Denon AVR-X2500H Sound Quality
When measuring power, the Denon AVR-X2500H achieved slightly more watts than the previous year’s model on all 6 ohm loads (7.1, 5.1, 2.0); 82 Respective 68 watts in 5- or 7-channel mode are neat. At 4 ohms, the values dropped slightly, from 98 (5.1) and 73 watts (7.1) to 91 and 68 watts, respectively. Remarkably: The Eco mode (“On”) reduces the average power consumption from 283 to an economical 123 watts.
In the listening test, the Denon enraptured with its silky, pleasant yet fine-resolution playback, which allows stress-free listening even at high levels. With classical recordings such as the cantatas by Johann Sebastian Bach in DSD 5.1, the far and neatly illuminated room also surprised, making instruments and voices easily audible. However, our player had to convert the DSD stream via HDMI first into PCM sound, otherwise the Denon remained silent.
The Audyssey setup worked fine. All parameters were plausibly set, resulting in more control in the bass and a bigger sound. The loudness circuit “Dynamic EQ” provided for more volume and shine, but also loud surround speakers and covered basses. In addition, dialogues went down a bit. Audyssey Volume audibly reduced dynamic peaks in both DTS and Dolby sound.

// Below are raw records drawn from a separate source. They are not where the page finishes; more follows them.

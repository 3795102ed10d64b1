//! Unit tests for convert module
//! No filesystem or external dependencies.

#![allow(clippy::unwrap_used)]

use chrono::NaiveDate;

use crate::convert::{
    Color, ConvertError, Converter, ConverterRegistry, Dimension, LocaleTag, Point, Value,
    ValueKind, converter_fn, decode_integer,
};

#[test]
fn decode_integer_notations() {
    assert_eq!(decode_integer("42"), Some(42));
    assert_eq!(decode_integer("-42"), Some(-42));
    assert_eq!(decode_integer("+7"), Some(7));
    assert_eq!(decode_integer("0x1F"), Some(31));
    assert_eq!(decode_integer("0X1f"), Some(31));
    assert_eq!(decode_integer("#FF"), Some(255));
    assert_eq!(decode_integer("010"), Some(8));
    assert_eq!(decode_integer("0"), Some(0));
    assert_eq!(decode_integer("-0x10"), Some(-16));
}

#[test]
fn decode_integer_rejects_malformed() {
    assert_eq!(decode_integer(""), None);
    assert_eq!(decode_integer("-"), None);
    assert_eq!(decode_integer("0x"), None);
    assert_eq!(decode_integer("08"), None);
    assert_eq!(decode_integer("12abc"), None);
    assert_eq!(decode_integer("--1"), None);
    assert_eq!(decode_integer(" 1"), None);
}

#[test]
fn builtins_cover_every_kind() {
    let registry = ConverterRegistry::with_builtins();

    assert_eq!(
        registry.kinds(),
        vec![
            ValueKind::Integer,
            ValueKind::Real,
            ValueKind::Boolean,
            ValueKind::Text,
            ValueKind::Date,
            ValueKind::Locale,
            ValueKind::Point,
            ValueKind::Dimension,
            ValueKind::Color,
        ]
    );
}

#[test]
fn lookup_miss_reports_kind() {
    let registry = ConverterRegistry::empty();

    let err = registry.lookup(ValueKind::Integer).err().unwrap();
    assert!(matches!(
        err,
        ConvertError::MissingConverter {
            kind: ValueKind::Integer
        }
    ));
    assert_eq!(err.to_string(), "no converter registered for integer values");
}

#[test]
fn decode_falls_back_to_default() {
    let registry = ConverterRegistry::default();

    assert_eq!(registry.decode("nope", 5_i64).unwrap(), 5);
    assert_eq!(registry.decode("1.5x", 2.5_f64).unwrap(), 2.5);
    assert_eq!(
        registry.decode("3-x", Point::new(1, 1)).unwrap(),
        Point::new(1, 1)
    );
    assert_eq!(
        registry.decode("800", Dimension::new(1, 2)).unwrap(),
        Dimension::new(1, 2)
    );
    assert_eq!(
        registry.decode("not a color", Color::rgb(1, 2, 3)).unwrap(),
        Color::rgb(1, 2, 3)
    );
}

#[test]
fn i32_out_of_range_uses_default() {
    let registry = ConverterRegistry::default();

    assert_eq!(registry.decode("4294967296", 9_i32).unwrap(), 9);
    assert_eq!(registry.decode("-12", 9_i32).unwrap(), -12);
}

#[test]
fn boolean_only_true_is_true() {
    let registry = ConverterRegistry::default();

    assert!(registry.decode("TRUE", false).unwrap());
    assert!(!registry.decode("yes", true).unwrap());
    assert!(!registry.decode("", true).unwrap());
}

#[test]
fn encodes_structured_values() {
    let registry = ConverterRegistry::default();

    assert_eq!(registry.encode(Point::new(10, 20)).unwrap(), "10-20");
    assert_eq!(registry.encode(Dimension::new(800, 600)).unwrap(), "800-600");
    assert_eq!(registry.encode(Color::rgb(255, 0, 16)).unwrap(), "#FF0010");
    assert_eq!(registry.encode(true).unwrap(), "true");
    assert_eq!(registry.encode(-3_i64).unwrap(), "-3");
}

#[test]
fn negative_pairs_round_trip() {
    let registry = ConverterRegistry::default();

    let encoded = registry.encode(Point::new(-4, -12)).unwrap();
    assert_eq!(encoded, "-4--12");
    assert_eq!(
        registry.decode(&encoded, Point::default()).unwrap(),
        Point::new(-4, -12)
    );
    assert_eq!(
        registry.decode("10-20", Dimension::default()).unwrap(),
        Dimension::new(10, 20)
    );
}

#[test]
fn color_decodes_hex_forms() {
    let registry = ConverterRegistry::default();
    let fallback = Color::default();

    assert_eq!(
        registry.decode("#FF0010", fallback).unwrap(),
        Color::rgb(255, 0, 16)
    );
    assert_eq!(
        registry.decode("0x00FF00", fallback).unwrap(),
        Color::rgb(0, 255, 0)
    );
    assert_eq!(
        registry.decode("255", fallback).unwrap(),
        Color::rgb(0, 0, 255)
    );
}

#[test]
fn date_uses_configured_pattern() {
    let registry = ConverterRegistry::with_date_format("%d/%m/%Y %H:%M");
    let date = NaiveDate::from_ymd_opt(2024, 3, 9)
        .unwrap()
        .and_hms_opt(14, 5, 0)
        .unwrap();
    let fallback = NaiveDate::from_ymd_opt(2000, 1, 1)
        .unwrap()
        .and_hms_opt(0, 0, 0)
        .unwrap();

    let encoded = registry.encode(date).unwrap();
    assert_eq!(encoded, "09/03/2024 14:05");
    assert_eq!(registry.decode(&encoded, fallback).unwrap(), date);
    assert_eq!(registry.decode("2024-03-09", fallback).unwrap(), fallback);
}

#[test]
fn locale_tags_are_normalized() {
    assert_eq!(LocaleTag::parse("en_us").unwrap().as_str(), "en-US");
    assert_eq!(LocaleTag::parse("zh-hans-cn").unwrap().as_str(), "zh-Hans-CN");
    assert_eq!(LocaleTag::parse("es-419").unwrap().as_str(), "es-419");
    assert_eq!(LocaleTag::parse("fr").unwrap().language(), "fr");
    assert!(LocaleTag::parse("").is_none());
    assert!(LocaleTag::parse("e").is_none());
    assert!(LocaleTag::parse("en--US").is_none());
}

#[test]
fn reregistration_overwrites() {
    let mut registry = ConverterRegistry::default();

    let yes_no = converter_fn(
        |value: &Value| match value {
            Value::Boolean(true) => "yes".to_string(),
            _ => "no".to_string(),
        },
        |raw: &str| match raw {
            "yes" => Some(Value::Boolean(true)),
            "no" => Some(Value::Boolean(false)),
            _ => None,
        },
    );

    let previous = registry.register(ValueKind::Boolean, yes_no);
    assert!(previous.is_some());

    assert_eq!(registry.encode(true).unwrap(), "yes");
    assert!(registry.decode("yes", false).unwrap());
    assert!(registry.decode("maybe", true).unwrap());
}

#[test]
fn wrong_kind_from_codec_yields_default() {
    let mut registry = ConverterRegistry::default();
    registry.register(
        ValueKind::Integer,
        converter_fn(|v: &Value| v.to_string(), |_raw: &str| Some(Value::Boolean(true))),
    );

    assert_eq!(registry.decode("12", 3_i64).unwrap(), 3);
}

#[test]
fn removed_kind_fails_fast() {
    let mut registry = ConverterRegistry::default();
    registry.remove(ValueKind::Color);

    assert!(!registry.contains(ValueKind::Color));
    assert!(registry.encode(Color::default()).is_err());
}

#[test]
fn converter_encode_of_mismatched_variant_falls_back_to_display() {
    let registry = ConverterRegistry::default();
    let converter = registry.lookup(ValueKind::Date).unwrap();

    assert_eq!(converter.encode(&Value::Integer(4)), "4");
}
//! File-backed string settings with typed access.
//!
//! A [`SettingsStore`] keeps every value as a raw string and converts on
//! access through its [`ConverterRegistry`](crate::convert::ConverterRegistry).
//! Changes are tracked so the store is written back at most once, usually from
//! an application cleanup hook.

mod codec;
mod store;

#[cfg(test)]
mod tests;

use std::{cell::RefCell, io, path::PathBuf, rc::Rc};

use thiserror::Error;

use crate::convert::ConvertError;

pub use store::SettingsStore;

/// A settings store shared between the application and its cleanup hooks.
pub type SharedSettings = Rc<RefCell<SettingsStore>>;

/// Errors raised by settings access and persistence.
#[derive(Error, Debug)]
pub enum SettingsError {
    /// Typed access for a kind without a registered converter
    #[error(transparent)]
    Convert(#[from] ConvertError),

    /// The directory holding the settings file could not be created
    #[error("cannot create settings directory '{path}': {details}")]
    HomeDirCreate {
        /// Directory path
        path: PathBuf,
        /// Underlying error details
        details: String,
    },

    /// Reading the settings file failed
    #[error("failed to load settings from '{path}': {details}")]
    Load {
        /// Settings file path
        path: PathBuf,
        /// Underlying error details
        details: String,
    },

    /// Writing the settings file failed
    #[error("failed to persist settings to '{path}': {details}")]
    Persistence {
        /// Path being written
        path: PathBuf,
        /// Underlying error details
        details: String,
    },

    /// `sync` on a store that was not opened from a file
    #[error("settings store has no backing file")]
    NoBackingFile,

    /// Reading or writing a caller supplied stream failed
    #[error("settings stream error: {0}")]
    Stream(#[from] io::Error),
}
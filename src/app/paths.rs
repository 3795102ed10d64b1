use std::{
    env,
    path::{Path, PathBuf},
};

use crate::{GafError, Result, config::RUNTIME_CONFIG_FILE};

/// Locations derived from the application home directory.
pub struct AppPaths;

impl AppPaths {
    /// Default home for an application: `$HOME/.<lowercase name>`.
    ///
    /// # Errors
    ///
    /// Returns `GafError::HomeDir` if `HOME` is not set.
    pub fn default_home(name: &str) -> Result<PathBuf> {
        let home = env::var("HOME").map_err(|e| {
            GafError::home_dir(format!("HOME environment variable: {e}"), Path::new("~"))
        })?;

        Ok(PathBuf::from(home).join(format!(".{}", name.to_lowercase())))
    }

    /// Runtime configuration file inside `home`.
    pub fn runtime_config(home: &Path) -> PathBuf {
        home.join(RUNTIME_CONFIG_FILE)
    }

    /// Log directory inside `home`.
    pub fn log_dir(home: &Path) -> PathBuf {
        home.join("logs")
    }
}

With Dolby Atmos material the Denon spanned spacious and gapless sound fields; Effects were clearly traceable and locatable on the height boxes – although not as precise as it is the case with four top speakers. The effect orgy in “Battleship” from the DTS: X demo disc thundered as forcefully as spatially, but the gentle mind of Denon lacked some dynamically gripping temperament.
Whether Metal, Pop, Electro or Classical – in Pure Direct mode, Stereo music always sounds cultured, finely resolved and silky over Denon, allowing for stress-free long-term listening. The Klangbühne was also convincing in width and depth.
Denon’s AVR-X2500H brings improvements in both hardware and software, and the design is also new. The price of 700 euros remained the same. Thanks to extensive multimedia equipment, full 4K support and good sound, the little Japanese wins the test victory, albeit conceivably tight.